- **Provided material**
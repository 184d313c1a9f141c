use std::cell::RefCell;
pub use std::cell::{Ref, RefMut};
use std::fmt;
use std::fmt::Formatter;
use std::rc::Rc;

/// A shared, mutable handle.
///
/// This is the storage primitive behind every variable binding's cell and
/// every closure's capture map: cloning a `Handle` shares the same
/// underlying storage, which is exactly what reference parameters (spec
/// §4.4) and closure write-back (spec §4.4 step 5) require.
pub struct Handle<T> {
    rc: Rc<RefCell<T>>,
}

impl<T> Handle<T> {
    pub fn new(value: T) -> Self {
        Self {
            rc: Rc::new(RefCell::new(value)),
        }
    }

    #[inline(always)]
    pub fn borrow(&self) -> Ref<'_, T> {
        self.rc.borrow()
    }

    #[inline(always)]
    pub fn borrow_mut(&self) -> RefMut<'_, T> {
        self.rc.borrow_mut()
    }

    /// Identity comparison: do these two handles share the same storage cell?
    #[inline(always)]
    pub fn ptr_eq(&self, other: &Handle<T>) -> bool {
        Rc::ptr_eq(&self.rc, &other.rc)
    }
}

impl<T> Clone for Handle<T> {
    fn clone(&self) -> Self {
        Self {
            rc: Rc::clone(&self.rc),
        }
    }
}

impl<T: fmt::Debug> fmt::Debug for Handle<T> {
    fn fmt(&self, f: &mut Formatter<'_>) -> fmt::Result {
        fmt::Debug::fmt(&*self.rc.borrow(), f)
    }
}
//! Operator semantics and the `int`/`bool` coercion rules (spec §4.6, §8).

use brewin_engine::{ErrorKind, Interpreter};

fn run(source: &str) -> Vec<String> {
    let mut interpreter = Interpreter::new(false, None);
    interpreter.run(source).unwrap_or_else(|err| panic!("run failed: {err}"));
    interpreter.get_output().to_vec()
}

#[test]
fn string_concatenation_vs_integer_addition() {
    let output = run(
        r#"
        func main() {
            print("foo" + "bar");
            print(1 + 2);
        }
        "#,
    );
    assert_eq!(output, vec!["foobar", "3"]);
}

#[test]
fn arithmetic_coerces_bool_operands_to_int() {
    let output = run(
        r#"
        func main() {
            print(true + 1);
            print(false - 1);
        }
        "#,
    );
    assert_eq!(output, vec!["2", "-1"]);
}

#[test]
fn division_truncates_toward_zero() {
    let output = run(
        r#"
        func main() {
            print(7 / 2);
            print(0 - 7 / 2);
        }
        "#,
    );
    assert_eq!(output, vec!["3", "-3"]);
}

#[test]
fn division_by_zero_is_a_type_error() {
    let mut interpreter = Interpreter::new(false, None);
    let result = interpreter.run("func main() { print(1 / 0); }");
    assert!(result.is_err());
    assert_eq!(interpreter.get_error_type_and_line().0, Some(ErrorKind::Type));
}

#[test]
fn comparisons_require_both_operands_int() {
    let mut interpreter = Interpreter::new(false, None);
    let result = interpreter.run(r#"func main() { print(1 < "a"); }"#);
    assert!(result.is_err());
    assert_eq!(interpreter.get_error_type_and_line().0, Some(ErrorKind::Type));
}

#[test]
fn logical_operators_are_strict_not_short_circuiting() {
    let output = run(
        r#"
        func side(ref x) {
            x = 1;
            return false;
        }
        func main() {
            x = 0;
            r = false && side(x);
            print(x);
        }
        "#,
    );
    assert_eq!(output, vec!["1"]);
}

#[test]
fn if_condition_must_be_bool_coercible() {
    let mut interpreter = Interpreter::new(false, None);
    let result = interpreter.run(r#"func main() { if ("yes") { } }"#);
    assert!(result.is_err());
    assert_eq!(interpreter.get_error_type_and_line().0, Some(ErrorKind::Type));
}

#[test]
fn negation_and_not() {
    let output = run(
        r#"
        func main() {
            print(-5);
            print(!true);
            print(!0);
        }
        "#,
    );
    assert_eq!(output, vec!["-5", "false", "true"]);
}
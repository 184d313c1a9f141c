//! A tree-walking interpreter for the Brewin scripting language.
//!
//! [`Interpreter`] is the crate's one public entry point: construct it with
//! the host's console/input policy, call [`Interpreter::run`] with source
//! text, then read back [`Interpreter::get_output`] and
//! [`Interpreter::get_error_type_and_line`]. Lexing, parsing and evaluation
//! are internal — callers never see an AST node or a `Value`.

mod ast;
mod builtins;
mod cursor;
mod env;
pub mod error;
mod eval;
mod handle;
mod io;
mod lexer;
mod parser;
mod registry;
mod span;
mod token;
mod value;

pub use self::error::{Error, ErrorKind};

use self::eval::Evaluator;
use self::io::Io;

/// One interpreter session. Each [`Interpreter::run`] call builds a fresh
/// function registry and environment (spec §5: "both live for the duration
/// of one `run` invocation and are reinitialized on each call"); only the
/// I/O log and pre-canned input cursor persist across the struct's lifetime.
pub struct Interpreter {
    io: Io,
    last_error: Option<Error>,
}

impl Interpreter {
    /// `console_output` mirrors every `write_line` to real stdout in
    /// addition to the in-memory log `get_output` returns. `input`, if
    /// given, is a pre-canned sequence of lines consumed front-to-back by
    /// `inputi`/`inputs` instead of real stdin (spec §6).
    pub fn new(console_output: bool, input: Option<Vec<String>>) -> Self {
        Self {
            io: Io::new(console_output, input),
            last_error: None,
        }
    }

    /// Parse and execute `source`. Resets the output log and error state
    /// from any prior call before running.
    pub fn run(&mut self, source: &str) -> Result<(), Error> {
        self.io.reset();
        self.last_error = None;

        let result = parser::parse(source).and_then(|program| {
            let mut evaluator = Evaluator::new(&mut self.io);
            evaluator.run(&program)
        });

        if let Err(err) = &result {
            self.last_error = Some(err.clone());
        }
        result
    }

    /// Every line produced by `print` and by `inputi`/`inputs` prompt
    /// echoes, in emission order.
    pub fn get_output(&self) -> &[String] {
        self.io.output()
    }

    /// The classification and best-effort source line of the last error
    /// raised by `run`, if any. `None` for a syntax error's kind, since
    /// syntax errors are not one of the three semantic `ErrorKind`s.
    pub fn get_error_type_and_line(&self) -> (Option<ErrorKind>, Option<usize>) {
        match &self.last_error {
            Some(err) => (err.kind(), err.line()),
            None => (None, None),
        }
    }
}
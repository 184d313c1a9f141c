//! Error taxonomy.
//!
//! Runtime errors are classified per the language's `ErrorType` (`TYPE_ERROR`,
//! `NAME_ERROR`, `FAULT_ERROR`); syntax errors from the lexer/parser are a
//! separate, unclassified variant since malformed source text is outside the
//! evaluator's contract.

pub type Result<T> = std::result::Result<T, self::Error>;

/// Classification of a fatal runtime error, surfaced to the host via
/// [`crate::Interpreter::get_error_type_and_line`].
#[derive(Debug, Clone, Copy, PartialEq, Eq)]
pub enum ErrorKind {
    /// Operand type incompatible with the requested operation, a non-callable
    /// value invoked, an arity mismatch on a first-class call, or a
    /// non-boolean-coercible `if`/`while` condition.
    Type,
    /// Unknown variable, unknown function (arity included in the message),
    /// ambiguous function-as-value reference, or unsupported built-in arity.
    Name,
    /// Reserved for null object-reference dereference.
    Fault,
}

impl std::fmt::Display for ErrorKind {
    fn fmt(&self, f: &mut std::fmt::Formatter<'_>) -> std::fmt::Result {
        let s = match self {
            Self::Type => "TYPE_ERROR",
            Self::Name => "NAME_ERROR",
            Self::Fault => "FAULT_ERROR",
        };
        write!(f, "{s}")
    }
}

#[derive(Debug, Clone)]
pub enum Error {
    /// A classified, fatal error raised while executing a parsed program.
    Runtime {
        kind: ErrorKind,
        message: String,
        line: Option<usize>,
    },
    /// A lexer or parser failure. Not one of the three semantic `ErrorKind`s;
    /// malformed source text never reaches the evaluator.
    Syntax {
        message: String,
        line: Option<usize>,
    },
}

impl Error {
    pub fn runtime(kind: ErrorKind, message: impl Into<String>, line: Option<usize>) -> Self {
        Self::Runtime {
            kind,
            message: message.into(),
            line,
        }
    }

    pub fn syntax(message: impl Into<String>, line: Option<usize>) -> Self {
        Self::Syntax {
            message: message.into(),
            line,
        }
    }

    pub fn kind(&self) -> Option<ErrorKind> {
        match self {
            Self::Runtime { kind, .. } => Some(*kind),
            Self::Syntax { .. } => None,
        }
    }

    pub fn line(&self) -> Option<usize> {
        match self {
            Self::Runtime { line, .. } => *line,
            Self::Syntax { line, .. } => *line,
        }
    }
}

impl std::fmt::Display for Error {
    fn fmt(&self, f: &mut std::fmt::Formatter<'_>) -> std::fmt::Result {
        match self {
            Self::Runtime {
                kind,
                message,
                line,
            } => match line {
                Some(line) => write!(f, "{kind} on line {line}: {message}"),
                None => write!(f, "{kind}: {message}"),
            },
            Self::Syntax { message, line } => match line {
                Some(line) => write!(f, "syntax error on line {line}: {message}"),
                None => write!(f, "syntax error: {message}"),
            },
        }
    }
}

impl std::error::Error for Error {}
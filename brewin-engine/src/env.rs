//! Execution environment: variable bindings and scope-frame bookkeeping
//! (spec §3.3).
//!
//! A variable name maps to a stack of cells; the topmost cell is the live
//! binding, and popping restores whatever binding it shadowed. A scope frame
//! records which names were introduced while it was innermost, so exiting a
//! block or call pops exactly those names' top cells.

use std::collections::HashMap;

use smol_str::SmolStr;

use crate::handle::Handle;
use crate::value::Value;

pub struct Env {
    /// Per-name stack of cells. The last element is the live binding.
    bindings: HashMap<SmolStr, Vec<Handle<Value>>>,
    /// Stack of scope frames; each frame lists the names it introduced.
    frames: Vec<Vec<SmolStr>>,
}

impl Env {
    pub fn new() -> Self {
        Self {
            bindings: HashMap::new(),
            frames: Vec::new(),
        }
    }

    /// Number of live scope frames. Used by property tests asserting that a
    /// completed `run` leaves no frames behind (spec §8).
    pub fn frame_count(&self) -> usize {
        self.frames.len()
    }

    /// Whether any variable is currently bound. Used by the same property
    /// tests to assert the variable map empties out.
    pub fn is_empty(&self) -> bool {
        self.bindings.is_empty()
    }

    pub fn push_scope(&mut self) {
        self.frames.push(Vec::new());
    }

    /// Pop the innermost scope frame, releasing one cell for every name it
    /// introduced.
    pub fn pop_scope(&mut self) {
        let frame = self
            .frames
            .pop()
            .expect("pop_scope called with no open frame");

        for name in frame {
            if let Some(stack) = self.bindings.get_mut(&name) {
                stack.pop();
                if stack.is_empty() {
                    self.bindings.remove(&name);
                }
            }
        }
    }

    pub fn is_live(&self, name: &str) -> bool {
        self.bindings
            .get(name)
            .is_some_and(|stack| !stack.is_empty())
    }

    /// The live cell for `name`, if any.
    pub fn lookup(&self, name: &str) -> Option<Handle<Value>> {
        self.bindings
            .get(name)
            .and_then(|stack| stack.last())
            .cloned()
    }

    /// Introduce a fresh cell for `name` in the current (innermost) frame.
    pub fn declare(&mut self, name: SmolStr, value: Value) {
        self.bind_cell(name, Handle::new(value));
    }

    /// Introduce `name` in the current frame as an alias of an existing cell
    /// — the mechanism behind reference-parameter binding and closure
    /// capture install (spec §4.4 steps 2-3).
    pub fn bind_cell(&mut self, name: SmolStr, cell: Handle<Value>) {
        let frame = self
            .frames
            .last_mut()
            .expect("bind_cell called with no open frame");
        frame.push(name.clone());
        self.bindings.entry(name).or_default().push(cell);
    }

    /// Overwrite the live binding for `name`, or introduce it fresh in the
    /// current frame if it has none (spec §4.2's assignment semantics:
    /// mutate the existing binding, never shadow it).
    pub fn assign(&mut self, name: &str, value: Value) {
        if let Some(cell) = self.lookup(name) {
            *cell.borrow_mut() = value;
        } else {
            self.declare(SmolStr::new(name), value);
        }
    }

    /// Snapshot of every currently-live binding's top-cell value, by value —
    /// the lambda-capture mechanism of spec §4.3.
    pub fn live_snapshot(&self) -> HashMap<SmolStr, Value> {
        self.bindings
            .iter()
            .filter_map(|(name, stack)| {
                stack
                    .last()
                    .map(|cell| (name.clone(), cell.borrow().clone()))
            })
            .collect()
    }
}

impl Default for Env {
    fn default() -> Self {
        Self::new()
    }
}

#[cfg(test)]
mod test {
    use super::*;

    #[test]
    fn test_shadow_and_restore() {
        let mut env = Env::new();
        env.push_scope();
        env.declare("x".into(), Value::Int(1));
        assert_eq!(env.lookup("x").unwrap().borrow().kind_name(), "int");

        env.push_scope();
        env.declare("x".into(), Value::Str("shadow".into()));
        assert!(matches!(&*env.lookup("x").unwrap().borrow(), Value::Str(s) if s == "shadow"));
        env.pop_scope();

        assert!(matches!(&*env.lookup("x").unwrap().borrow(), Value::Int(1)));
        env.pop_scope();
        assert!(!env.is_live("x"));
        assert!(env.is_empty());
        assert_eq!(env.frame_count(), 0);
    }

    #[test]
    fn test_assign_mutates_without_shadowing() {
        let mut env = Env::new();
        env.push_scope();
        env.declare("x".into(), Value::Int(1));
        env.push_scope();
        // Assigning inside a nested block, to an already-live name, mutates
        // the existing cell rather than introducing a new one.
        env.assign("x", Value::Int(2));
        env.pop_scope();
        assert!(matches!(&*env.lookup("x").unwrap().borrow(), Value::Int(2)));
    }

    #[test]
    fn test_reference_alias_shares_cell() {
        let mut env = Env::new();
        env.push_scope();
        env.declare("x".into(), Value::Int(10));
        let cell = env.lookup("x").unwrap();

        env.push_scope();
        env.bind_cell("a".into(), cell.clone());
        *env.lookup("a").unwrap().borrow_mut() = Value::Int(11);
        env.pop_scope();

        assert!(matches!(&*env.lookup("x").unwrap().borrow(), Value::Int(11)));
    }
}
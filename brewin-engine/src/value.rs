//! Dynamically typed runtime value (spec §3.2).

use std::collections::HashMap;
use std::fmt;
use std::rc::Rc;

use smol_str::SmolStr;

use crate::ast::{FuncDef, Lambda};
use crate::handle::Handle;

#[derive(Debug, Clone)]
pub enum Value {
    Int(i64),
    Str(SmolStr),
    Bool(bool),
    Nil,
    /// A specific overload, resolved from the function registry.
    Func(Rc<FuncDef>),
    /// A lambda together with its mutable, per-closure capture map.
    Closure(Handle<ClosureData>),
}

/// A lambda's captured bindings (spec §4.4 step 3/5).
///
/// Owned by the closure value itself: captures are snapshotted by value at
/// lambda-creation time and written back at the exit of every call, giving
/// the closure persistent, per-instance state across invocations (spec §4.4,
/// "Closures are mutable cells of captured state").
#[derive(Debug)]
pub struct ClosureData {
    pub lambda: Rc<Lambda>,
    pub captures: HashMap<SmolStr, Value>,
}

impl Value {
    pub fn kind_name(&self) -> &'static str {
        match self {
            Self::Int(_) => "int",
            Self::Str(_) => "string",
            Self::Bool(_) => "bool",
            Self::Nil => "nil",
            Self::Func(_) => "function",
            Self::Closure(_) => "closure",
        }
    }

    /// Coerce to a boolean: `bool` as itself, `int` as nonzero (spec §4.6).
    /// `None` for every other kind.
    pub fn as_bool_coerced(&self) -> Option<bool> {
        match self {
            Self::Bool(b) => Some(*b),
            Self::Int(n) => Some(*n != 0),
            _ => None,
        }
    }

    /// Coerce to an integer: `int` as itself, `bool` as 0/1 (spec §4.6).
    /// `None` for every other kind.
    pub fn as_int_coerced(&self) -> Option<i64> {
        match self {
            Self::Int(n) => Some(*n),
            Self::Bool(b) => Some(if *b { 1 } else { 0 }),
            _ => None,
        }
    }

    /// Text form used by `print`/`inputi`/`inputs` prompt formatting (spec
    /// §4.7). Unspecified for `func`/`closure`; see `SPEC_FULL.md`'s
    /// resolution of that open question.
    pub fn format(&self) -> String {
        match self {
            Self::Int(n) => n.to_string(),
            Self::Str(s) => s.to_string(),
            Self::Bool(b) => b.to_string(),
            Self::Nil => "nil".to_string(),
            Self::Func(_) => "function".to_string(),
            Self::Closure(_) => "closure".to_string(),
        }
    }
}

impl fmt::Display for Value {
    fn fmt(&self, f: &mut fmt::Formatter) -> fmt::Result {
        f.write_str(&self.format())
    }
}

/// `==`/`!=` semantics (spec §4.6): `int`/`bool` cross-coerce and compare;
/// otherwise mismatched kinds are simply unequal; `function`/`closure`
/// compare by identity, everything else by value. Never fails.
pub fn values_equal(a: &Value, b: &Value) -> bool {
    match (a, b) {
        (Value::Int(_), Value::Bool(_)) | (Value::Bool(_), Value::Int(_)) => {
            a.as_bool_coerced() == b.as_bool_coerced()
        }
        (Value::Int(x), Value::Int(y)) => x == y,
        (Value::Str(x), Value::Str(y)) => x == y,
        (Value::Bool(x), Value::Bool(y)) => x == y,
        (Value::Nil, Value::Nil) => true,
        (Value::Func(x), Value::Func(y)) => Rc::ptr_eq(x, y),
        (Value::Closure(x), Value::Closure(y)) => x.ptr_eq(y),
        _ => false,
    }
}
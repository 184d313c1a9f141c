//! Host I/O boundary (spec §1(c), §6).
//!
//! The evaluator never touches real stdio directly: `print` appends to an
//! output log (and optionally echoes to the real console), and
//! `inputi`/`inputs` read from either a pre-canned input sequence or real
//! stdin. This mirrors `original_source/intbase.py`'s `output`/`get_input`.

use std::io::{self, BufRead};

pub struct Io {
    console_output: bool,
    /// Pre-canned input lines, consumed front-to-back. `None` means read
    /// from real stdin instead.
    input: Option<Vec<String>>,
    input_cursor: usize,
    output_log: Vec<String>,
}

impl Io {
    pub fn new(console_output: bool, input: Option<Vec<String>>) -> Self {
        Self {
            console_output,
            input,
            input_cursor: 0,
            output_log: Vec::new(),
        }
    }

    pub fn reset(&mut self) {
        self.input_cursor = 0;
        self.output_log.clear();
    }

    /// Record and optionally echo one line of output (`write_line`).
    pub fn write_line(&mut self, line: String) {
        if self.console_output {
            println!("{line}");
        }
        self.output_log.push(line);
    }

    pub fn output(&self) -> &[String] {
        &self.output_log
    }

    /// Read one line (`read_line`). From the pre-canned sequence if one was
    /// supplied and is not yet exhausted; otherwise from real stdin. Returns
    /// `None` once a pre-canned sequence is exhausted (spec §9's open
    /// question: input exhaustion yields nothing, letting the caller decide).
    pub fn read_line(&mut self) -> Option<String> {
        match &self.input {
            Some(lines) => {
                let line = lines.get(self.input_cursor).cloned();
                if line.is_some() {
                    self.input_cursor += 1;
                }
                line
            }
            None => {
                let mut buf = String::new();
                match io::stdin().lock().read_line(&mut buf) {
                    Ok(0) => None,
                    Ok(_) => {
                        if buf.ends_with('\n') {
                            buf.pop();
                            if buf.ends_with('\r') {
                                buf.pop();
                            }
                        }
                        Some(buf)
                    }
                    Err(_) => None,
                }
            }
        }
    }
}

- **Aim of the task**
Copy out the lines of the data where the word "registry" can be found.

- **Answer below**
mod registry;
/// function registry and environment (spec §5: "both live for the duration
    /// A specific overload, resolved from the function registry.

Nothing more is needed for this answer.